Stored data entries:
*** Block opens ***

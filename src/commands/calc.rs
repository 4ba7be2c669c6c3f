// Copyright (c) 2025 Soumyadip Sarkar.
// All rights reserved.
//
// This source code is licensed under the license found in the
// LICENSE file in the root directory of this source tree.

use crate::config::Config;
use crate::models::{CapitalGain, CapitalGainsSummary, Transaction};
use crate::parser::parse_csv;
use crate::summary::{TaxBracket, calculate_capital_gains};
use crate::utils::{
    format_currency, format_date, format_rate, maybe_print_json, pretty_table,
    read_transactions_file, summary_message,
};
use anyhow::{Context, Result};
use comfy_table::Table;
use tracing::warn;

pub fn handle(cfg: &Config, sub: &clap::ArgMatches) -> Result<()> {
    let path = required_path(sub)?;
    let strict = sub.get_flag("strict") || cfg.strict;
    let bracket = resolve_bracket(cfg, sub)?;

    let transactions = load_transactions(path, strict)?;
    let summary = calculate_capital_gains(&transactions, bracket);

    if sub.get_flag("message") {
        println!("{}", summary_message(&summary, transactions.len()));
        return Ok(());
    }
    if sub.get_flag("jsonl") {
        let gains: Vec<&CapitalGain> = summary
            .short_term_gains
            .iter()
            .chain(&summary.long_term_gains)
            .collect();
        maybe_print_json(false, true, &gains)?;
        return Ok(());
    }
    if maybe_print_json(sub.get_flag("json"), false, &summary)? {
        return Ok(());
    }

    if summary.gain_count() == 0 {
        println!("No sells could be matched against purchases.");
    } else {
        println!("{}", gains_table(&summary));
    }
    println!("{}", totals_table(&summary));
    Ok(())
}

pub fn required_path(sub: &clap::ArgMatches) -> Result<&str> {
    sub.get_one::<String>("path")
        .map(|s| s.trim())
        .context("--path is required")
}

/// `--bracket` wins over the saved default.
pub fn resolve_bracket(cfg: &Config, sub: &clap::ArgMatches) -> Result<TaxBracket> {
    match sub.get_one::<String>("bracket") {
        Some(raw) => raw
            .parse::<TaxBracket>()
            .with_context(|| format!("Invalid --bracket '{}'", raw.trim())),
        None => Ok(cfg.tax_bracket),
    }
}

/// Reads and parses a transaction file. An empty result is always an error;
/// skipped rows are only an error when `strict` is set.
pub fn load_transactions(path: &str, strict: bool) -> Result<Vec<Transaction>> {
    let content = read_transactions_file(path)?;
    let outcome = parse_csv(&content).require_any()?;
    if strict {
        return Ok(outcome.into_strict()?);
    }
    if !outcome.skipped.is_empty() {
        warn!(
            path,
            skipped = outcome.skipped.len(),
            "ignoring rows that are not valid transactions"
        );
    }
    Ok(outcome.transactions)
}

fn signed_currency(amount: rust_decimal::Decimal) -> String {
    if amount.is_sign_negative() {
        format_currency(amount)
    } else {
        format!("+{}", format_currency(amount))
    }
}

pub fn gains_table(summary: &CapitalGainsSummary) -> Table {
    let rows = summary
        .short_term_gains
        .iter()
        .chain(&summary.long_term_gains)
        .map(|g| {
            vec![
                g.symbol.clone(),
                g.term.to_string(),
                format_date(g.buy_date),
                format_date(g.sell_date),
                g.quantity.normalize().to_string(),
                format_currency(g.sale_proceeds),
                format_currency(g.cost_basis),
                signed_currency(g.gain_loss),
            ]
        })
        .collect();
    pretty_table(
        &[
            "Symbol",
            "Term",
            "Bought",
            "Sold",
            "Qty",
            "Proceeds",
            "Cost Basis",
            "Gain/Loss",
        ],
        rows,
    )
}

pub fn totals_table(summary: &CapitalGainsSummary) -> Table {
    let tax = &summary.tax_implications;
    let rows = vec![
        vec![
            "Short-term gain/loss".to_string(),
            format_currency(summary.total_short_term_gain_loss),
            format_rate(tax.short_term_tax_rate),
        ],
        vec![
            "Long-term gain/loss".to_string(),
            format_currency(summary.total_long_term_gain_loss),
            format_rate(tax.long_term_tax_rate),
        ],
        vec![
            "Net capital gain/loss".to_string(),
            format_currency(summary.net_capital_gain_loss),
            String::new(),
        ],
        vec![
            "Estimated tax".to_string(),
            format_currency(tax.estimated_tax),
            String::new(),
        ],
    ];
    pretty_table(&["Total", "Amount", "Rate"], rows)
}
// Copyright (c) 2025 Soumyadip Sarkar.
// All rights reserved.
//
// This source code is licensed under the license found in the
// LICENSE file in the root directory of this source tree.

use capgains::commands::{calc, sample::SAMPLE_CSV};
use capgains::config::Config;
use capgains::{Term, TaxBracket, calculate_capital_gains, cli, parse_transactions};
use rust_decimal::Decimal;
use std::io::Write;
use std::str::FromStr;
use tempfile::NamedTempFile;

fn dec(s: &str) -> Decimal {
    Decimal::from_str(s).unwrap()
}

fn csv_file(content: &str) -> NamedTempFile {
    let mut file = tempfile::Builder::new().suffix(".csv").tempfile().unwrap();
    write!(file, "{}", content).unwrap();
    file.flush().unwrap();
    file
}

fn run_calc(cfg: &Config, args: &[&str]) -> anyhow::Result<()> {
    let mut argv = vec!["capgains", "calc"];
    argv.extend_from_slice(args);
    let matches = cli::build_cli().get_matches_from(argv);
    if let Some(("calc", sub)) = matches.subcommand() {
        calc::handle(cfg, sub)
    } else {
        panic!("no calc subcommand");
    }
}

#[test]
fn sample_set_is_all_short_term() {
    let txs = parse_transactions(SAMPLE_CSV);
    assert_eq!(txs.len(), 8);

    let summary = calculate_capital_gains(&txs, TaxBracket::default());
    assert_eq!(summary.short_term_gains.len(), 4);
    assert!(summary.long_term_gains.is_empty());

    let ids: Vec<_> = summary.short_term_gains.iter().map(|g| g.id.as_str()).collect();
    assert_eq!(
        ids,
        vec!["csv-0-csv-1-0", "csv-2-csv-3-1", "csv-4-csv-5-2", "csv-6-csv-7-3"]
    );

    let aapl = &summary.short_term_gains[0];
    assert_eq!(aapl.quantity, dec("50"));
    assert_eq!(aapl.cost_basis, dec("7517.495"));
    assert_eq!(aapl.sale_proceeds, dec("9027.51"));
    assert_eq!(aapl.gain_loss, dec("1510.015"));
    assert_eq!(aapl.term, Term::Short);

    assert_eq!(summary.total_short_term_gain_loss, dec("8958.805"));
    assert_eq!(summary.total_long_term_gain_loss, Decimal::ZERO);
    assert_eq!(summary.net_capital_gain_loss, dec("8958.805"));
    assert_eq!(summary.tax_implications.estimated_tax, dec("2150.1132"));
}

#[test]
fn holding_boundary_through_csv() {
    let csv = "symbol,action,date,quantity,price\n\
               ONE,buy,2023-01-15,10,100\n\
               ONE,sell,2024-01-15,10,110\n\
               TWO,buy,2023-01-15,10,100\n\
               TWO,sell,2024-01-16,10,110";
    let summary = calculate_capital_gains(&parse_transactions(csv), TaxBracket::default());
    assert_eq!(summary.short_term_gains.len(), 1);
    assert_eq!(summary.short_term_gains[0].symbol, "ONE");
    assert_eq!(summary.long_term_gains.len(), 1);
    assert_eq!(summary.long_term_gains[0].symbol, "TWO");
    assert_eq!(summary.total_short_term_gain_loss, dec("100"));
    assert_eq!(summary.total_long_term_gain_loss, dec("100"));
    // 100 * 0.24 + 100 * 0.20
    assert_eq!(summary.tax_implications.estimated_tax, dec("44"));
}

#[test]
fn net_equals_sum_of_terms_with_mixed_results() {
    let csv = "symbol,action,date,quantity,price,fees\n\
               A,buy,2020-01-01,10,50,1\n\
               A,sell,2023-01-01,10,40,1\n\
               B,buy,2023-01-01,3,10,0\n\
               B,sell,2023-02-01,3,30,0";
    let summary = calculate_capital_gains(&parse_transactions(csv), TaxBracket::default());
    assert_eq!(summary.total_long_term_gain_loss, dec("-102"));
    assert_eq!(summary.total_short_term_gain_loss, dec("60"));
    assert_eq!(
        summary.net_capital_gain_loss,
        summary.total_short_term_gain_loss + summary.total_long_term_gain_loss
    );
    assert_eq!(summary.tax_implications.estimated_tax, dec("14.4"));
}

#[test]
fn calc_runs_against_sample_file() {
    let file = csv_file(SAMPLE_CSV);
    let path = file.path().to_str().unwrap().to_string();
    run_calc(&Config::default(), &["--path", &path]).unwrap();
    run_calc(&Config::default(), &["--path", &path, "--json"]).unwrap();
    run_calc(&Config::default(), &["--path", &path, "--message", "--bracket", "22%"]).unwrap();
}

#[test]
fn calc_trims_cli_path_argument() {
    let file = csv_file(SAMPLE_CSV);
    let padded = format!("  {}  ", file.path().to_str().unwrap());
    run_calc(&Config::default(), &["--path", &padded]).unwrap();
}

#[test]
fn calc_reports_no_valid_transactions() {
    let file = csv_file("symbol,action,date,quantity,price\nAAPL,buy,2023-01-01,,\n");
    let path = file.path().to_str().unwrap().to_string();
    let err = run_calc(&Config::default(), &["--path", &path]).unwrap_err();
    assert!(err.to_string().contains("No valid transactions found"));
}

#[test]
fn calc_strict_rejects_skipped_rows() {
    let file = csv_file("symbol,action,date,quantity,price\nA,buy,2023-01-01,1,10\nB,buy,bad,1,10\n");
    let path = file.path().to_str().unwrap().to_string();
    run_calc(&Config::default(), &["--path", &path]).unwrap();

    let err = run_calc(&Config::default(), &["--path", &path, "--strict"]).unwrap_err();
    assert!(err.to_string().contains("first at line 3"));

    let strict_cfg = Config {
        strict: true,
        ..Config::default()
    };
    assert!(run_calc(&strict_cfg, &["--path", &path]).is_err());
}

#[test]
fn calc_rejects_invalid_bracket() {
    let file = csv_file(SAMPLE_CSV);
    let path = file.path().to_str().unwrap().to_string();
    let err = run_calc(&Config::default(), &["--path", &path, "--bracket", "2"]).unwrap_err();
    assert!(err.to_string().contains("Invalid --bracket '2'"));
}

#[test]
fn calc_rejects_non_csv_files() {
    let mut file = tempfile::Builder::new().suffix(".txt").tempfile().unwrap();
    write!(file, "{}", SAMPLE_CSV).unwrap();
    let path = file.path().to_str().unwrap().to_string();
    let err = run_calc(&Config::default(), &["--path", &path]).unwrap_err();
    assert!(err.to_string().contains("Please upload a CSV file only"));
}

#[test]
fn resolve_bracket_prefers_flag_over_config() {
    let cfg = Config {
        tax_bracket: "0.10".parse().unwrap(),
        strict: false,
    };
    let matches = cli::build_cli().get_matches_from(["capgains", "calc", "--path", "x.csv"]);
    let (_, sub) = matches.subcommand().unwrap();
    assert_eq!(calc::resolve_bracket(&cfg, sub).unwrap(), cfg.tax_bracket);

    let matches = cli::build_cli().get_matches_from([
        "capgains", "calc", "--path", "x.csv", "--bracket", "0.35",
    ]);
    let (_, sub) = matches.subcommand().unwrap();
    assert_eq!(calc::resolve_bracket(&cfg, sub).unwrap().rate(), dec("0.35"));
}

*** Block closes ***

- **What needs to be done**
Word for word, output the lines of the data from its first line through the line where "skipped rows are" appears, and stop there.

- **Solution to this task**
filename src/commands/calc.rs
repository 4ba7be2c669c6c3f
// Copyright (c) 2025 Soumyadip Sarkar.
// All rights reserved.
//
// This source code is licensed under the license found in the
// LICENSE file in the root directory of this source tree.

use crate::config::Config;
use crate::models::{CapitalGain, CapitalGainsSummary, Transaction};
use crate::parser::parse_csv;
use crate::summary::{TaxBracket, calculate_capital_gains};
use crate::utils::{
    format_currency, format_date, format_rate, maybe_print_json, pretty_table,
    read_transactions_file, summary_message,
};
use anyhow::{Context, Result};
use comfy_table::Table;
use tracing::warn;

pub fn handle(cfg: &Config, sub: &clap::ArgMatches) -> Result<()> {
    let path = required_path(sub)?;
    let strict = sub.get_flag("strict") || cfg.strict;
    let bracket = resolve_bracket(cfg, sub)?;

    let transactions = load_transactions(path, strict)?;
    let summary = calculate_capital_gains(&transactions, bracket);

    if sub.get_flag("message") {
        println!("{}", summary_message(&summary, transactions.len()));
        return Ok(());
    }
    if sub.get_flag("jsonl") {
        let gains: Vec<&CapitalGain> = summary
            .short_term_gains
            .iter()
            .chain(&summary.long_term_gains)
            .collect();
        maybe_print_json(false, true, &gains)?;
        return Ok(());
    }
    if maybe_print_json(sub.get_flag("json"), false, &summary)? {
        return Ok(());
    }

    if summary.gain_count() == 0 {
        println!("No sells could be matched against purchases.");
    } else {
        println!("{}", gains_table(&summary));
    }
    println!("{}", totals_table(&summary));
    Ok(())
}

pub fn required_path(sub: &clap::ArgMatches) -> Result<&str> {
    sub.get_one::<String>("path")
        .map(|s| s.trim())
        .context("--path is required")
}

/// `--bracket` wins over the saved default.
pub fn resolve_bracket(cfg: &Config, sub: &clap::ArgMatches) -> Result<TaxBracket> {
    match sub.get_one::<String>("bracket") {
        Some(raw) => raw
            .parse::<TaxBracket>()
            .with_context(|| format!("Invalid --bracket '{}'", raw.trim())),
        None => Ok(cfg.tax_bracket),
    }
}

/// Reads and parses a transaction file. An empty result is always an error;
/// skipped rows are only an error when `strict` is set.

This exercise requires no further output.